* [What needs to be done]: Examine each line of the data, and copy the ones containing "field".
====== Records to use
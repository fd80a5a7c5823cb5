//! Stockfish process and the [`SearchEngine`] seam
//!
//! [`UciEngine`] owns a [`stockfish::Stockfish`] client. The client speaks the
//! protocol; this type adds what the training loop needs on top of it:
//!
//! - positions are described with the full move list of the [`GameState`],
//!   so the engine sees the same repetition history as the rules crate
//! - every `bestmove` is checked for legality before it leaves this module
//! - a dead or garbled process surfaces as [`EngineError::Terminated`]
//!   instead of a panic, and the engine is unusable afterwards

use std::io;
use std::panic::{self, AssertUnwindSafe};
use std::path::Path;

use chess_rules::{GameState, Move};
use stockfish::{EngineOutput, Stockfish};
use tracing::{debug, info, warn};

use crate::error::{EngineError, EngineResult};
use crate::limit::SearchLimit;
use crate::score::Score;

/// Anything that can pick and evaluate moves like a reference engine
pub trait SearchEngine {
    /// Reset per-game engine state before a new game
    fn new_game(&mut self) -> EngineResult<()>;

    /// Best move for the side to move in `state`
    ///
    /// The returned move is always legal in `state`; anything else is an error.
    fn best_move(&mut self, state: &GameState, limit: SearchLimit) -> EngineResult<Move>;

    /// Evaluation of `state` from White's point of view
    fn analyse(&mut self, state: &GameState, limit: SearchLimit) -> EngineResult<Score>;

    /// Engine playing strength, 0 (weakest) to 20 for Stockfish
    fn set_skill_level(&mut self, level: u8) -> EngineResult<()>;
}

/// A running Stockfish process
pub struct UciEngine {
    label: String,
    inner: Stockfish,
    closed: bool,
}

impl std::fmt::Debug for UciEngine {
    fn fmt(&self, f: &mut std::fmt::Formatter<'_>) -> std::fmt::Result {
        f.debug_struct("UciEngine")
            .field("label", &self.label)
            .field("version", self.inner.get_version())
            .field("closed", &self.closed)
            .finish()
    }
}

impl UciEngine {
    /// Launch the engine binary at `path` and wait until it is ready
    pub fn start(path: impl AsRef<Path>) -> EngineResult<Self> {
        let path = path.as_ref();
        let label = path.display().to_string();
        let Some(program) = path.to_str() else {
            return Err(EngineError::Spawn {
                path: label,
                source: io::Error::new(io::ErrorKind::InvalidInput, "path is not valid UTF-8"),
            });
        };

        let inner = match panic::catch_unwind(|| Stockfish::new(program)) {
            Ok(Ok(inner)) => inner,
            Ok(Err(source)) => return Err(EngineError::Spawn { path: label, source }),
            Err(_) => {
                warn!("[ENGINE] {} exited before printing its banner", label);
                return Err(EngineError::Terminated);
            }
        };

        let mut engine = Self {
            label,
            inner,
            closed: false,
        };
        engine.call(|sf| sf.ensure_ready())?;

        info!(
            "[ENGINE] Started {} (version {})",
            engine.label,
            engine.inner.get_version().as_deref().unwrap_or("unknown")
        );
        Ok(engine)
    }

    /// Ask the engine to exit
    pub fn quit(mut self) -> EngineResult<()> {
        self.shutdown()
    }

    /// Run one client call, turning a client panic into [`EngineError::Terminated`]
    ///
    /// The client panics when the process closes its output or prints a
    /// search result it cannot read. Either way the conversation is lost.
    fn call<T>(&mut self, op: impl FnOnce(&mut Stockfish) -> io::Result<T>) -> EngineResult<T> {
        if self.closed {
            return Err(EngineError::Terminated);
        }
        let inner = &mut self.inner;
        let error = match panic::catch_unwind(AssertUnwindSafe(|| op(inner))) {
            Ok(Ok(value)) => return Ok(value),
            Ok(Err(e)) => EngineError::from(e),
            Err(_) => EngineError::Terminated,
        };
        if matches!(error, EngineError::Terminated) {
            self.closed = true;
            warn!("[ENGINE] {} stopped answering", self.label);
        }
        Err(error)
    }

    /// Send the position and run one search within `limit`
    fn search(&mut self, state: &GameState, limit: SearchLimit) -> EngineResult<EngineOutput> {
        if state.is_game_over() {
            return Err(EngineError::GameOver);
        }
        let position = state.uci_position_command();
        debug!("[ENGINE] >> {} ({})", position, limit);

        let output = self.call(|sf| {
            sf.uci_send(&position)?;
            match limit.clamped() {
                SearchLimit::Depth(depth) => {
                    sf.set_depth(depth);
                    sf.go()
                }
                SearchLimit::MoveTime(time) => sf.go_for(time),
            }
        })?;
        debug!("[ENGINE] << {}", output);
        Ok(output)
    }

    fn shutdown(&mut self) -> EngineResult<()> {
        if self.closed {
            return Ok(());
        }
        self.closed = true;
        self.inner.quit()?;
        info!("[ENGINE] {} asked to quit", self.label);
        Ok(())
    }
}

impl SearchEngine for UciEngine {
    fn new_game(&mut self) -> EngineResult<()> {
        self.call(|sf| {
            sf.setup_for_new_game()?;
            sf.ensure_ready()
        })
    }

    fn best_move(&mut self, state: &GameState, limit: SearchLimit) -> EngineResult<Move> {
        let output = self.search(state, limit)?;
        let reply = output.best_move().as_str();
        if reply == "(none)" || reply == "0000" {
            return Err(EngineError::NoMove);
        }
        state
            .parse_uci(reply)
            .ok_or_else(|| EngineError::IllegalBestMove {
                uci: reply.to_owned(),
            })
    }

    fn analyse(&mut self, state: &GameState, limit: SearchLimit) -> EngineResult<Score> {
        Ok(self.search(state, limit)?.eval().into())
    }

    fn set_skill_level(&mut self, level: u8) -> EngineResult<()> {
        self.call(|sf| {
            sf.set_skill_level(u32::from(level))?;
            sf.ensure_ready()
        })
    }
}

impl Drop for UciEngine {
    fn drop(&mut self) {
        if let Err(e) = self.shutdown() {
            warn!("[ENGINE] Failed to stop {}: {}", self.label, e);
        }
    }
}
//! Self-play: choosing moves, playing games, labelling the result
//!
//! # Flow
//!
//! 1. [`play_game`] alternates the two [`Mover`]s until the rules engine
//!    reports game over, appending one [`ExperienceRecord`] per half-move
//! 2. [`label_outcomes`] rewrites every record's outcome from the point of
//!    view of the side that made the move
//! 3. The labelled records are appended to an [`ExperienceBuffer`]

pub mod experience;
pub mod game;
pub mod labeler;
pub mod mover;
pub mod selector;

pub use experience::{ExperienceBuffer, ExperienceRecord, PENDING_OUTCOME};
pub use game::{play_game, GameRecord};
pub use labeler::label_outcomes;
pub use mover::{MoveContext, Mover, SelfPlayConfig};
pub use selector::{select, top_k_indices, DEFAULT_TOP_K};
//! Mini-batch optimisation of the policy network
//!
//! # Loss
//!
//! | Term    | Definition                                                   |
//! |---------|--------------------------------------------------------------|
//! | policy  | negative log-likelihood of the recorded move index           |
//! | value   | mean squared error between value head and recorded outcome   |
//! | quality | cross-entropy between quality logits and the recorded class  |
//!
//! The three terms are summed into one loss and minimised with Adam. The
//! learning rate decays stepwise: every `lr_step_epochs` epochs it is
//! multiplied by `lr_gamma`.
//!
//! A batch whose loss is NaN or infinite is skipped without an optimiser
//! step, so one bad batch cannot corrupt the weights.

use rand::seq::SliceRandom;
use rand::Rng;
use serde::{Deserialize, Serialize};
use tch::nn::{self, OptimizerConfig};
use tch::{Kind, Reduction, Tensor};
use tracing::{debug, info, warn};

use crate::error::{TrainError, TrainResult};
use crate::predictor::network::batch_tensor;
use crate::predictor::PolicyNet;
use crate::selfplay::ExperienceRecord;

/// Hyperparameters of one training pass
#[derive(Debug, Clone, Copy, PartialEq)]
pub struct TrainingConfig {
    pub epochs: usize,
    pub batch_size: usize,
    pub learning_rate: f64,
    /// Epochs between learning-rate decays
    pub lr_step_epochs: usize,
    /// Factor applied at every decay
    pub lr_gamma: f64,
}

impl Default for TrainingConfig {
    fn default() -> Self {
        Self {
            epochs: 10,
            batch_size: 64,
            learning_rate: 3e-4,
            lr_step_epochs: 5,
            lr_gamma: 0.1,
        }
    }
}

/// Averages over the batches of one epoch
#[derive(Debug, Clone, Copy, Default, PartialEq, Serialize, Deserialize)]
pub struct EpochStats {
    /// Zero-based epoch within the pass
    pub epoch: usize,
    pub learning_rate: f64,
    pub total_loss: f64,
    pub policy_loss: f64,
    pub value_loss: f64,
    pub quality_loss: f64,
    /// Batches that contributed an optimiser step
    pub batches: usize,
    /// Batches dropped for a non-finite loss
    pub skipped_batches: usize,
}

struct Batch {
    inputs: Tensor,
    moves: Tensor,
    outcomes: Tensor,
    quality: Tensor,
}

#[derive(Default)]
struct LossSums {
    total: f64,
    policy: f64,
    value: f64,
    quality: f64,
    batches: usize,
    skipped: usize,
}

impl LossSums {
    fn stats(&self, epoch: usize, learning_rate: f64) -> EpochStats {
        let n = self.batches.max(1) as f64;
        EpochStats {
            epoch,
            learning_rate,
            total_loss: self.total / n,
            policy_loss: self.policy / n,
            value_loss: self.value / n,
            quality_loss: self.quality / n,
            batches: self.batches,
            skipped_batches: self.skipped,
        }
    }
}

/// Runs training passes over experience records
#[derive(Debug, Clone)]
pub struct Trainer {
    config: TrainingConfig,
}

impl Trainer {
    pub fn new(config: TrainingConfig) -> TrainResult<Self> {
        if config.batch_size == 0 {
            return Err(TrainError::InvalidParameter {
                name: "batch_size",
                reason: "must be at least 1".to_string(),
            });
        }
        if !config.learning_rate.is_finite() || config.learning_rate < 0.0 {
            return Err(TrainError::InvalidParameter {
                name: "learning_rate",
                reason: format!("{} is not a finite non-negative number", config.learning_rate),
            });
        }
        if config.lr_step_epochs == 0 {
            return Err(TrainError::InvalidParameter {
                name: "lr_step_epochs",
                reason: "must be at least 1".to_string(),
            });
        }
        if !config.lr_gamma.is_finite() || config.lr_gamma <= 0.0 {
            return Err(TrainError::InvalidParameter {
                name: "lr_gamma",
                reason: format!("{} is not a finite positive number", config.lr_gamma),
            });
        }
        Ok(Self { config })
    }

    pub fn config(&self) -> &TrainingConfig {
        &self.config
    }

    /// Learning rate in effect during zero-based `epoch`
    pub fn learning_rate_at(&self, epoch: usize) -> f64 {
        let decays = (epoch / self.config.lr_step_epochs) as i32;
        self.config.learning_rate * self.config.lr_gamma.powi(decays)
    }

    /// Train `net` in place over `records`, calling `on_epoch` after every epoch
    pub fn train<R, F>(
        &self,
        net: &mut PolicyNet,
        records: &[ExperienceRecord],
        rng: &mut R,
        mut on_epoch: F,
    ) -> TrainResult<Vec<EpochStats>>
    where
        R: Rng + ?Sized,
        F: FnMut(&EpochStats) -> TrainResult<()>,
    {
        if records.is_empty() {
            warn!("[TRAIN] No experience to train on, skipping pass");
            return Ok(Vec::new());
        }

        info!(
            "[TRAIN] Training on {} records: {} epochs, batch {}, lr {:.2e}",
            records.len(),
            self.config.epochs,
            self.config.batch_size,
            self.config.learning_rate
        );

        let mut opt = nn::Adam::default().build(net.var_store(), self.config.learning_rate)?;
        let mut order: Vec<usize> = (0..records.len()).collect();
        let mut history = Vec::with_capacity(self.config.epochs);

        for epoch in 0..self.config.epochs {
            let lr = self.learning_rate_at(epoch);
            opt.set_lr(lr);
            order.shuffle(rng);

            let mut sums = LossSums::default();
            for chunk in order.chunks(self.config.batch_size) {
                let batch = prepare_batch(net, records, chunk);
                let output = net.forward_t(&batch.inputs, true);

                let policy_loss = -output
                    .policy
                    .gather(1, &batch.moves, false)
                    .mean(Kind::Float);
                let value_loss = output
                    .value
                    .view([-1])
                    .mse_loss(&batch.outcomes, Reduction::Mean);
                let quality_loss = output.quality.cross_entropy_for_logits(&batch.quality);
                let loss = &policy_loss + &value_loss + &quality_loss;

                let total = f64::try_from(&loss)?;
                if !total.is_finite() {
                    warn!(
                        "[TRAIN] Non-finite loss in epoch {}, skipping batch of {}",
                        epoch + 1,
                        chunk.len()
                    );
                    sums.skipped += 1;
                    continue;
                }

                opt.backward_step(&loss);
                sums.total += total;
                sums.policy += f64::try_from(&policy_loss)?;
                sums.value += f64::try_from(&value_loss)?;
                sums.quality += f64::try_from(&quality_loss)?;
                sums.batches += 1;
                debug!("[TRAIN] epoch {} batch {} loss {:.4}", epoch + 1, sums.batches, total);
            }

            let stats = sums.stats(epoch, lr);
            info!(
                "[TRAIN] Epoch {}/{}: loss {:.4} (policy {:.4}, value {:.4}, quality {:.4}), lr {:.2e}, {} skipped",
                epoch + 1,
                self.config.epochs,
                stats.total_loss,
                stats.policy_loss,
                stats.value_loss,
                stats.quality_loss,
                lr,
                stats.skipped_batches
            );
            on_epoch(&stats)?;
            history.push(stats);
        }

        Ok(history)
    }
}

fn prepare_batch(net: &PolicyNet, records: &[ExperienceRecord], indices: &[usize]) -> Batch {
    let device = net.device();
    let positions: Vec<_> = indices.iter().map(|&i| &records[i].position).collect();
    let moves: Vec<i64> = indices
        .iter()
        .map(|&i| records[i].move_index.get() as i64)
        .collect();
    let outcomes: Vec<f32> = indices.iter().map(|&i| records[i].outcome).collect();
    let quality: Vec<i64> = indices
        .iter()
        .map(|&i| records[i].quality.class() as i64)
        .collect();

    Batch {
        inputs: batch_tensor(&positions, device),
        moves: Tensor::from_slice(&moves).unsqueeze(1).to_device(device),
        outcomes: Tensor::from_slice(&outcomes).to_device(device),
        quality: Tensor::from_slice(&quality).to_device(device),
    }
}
============
* [Response area]:
            .field("label", &self.label)
            .field("version", self.inner.get_version())
            .field("closed", &self.closed)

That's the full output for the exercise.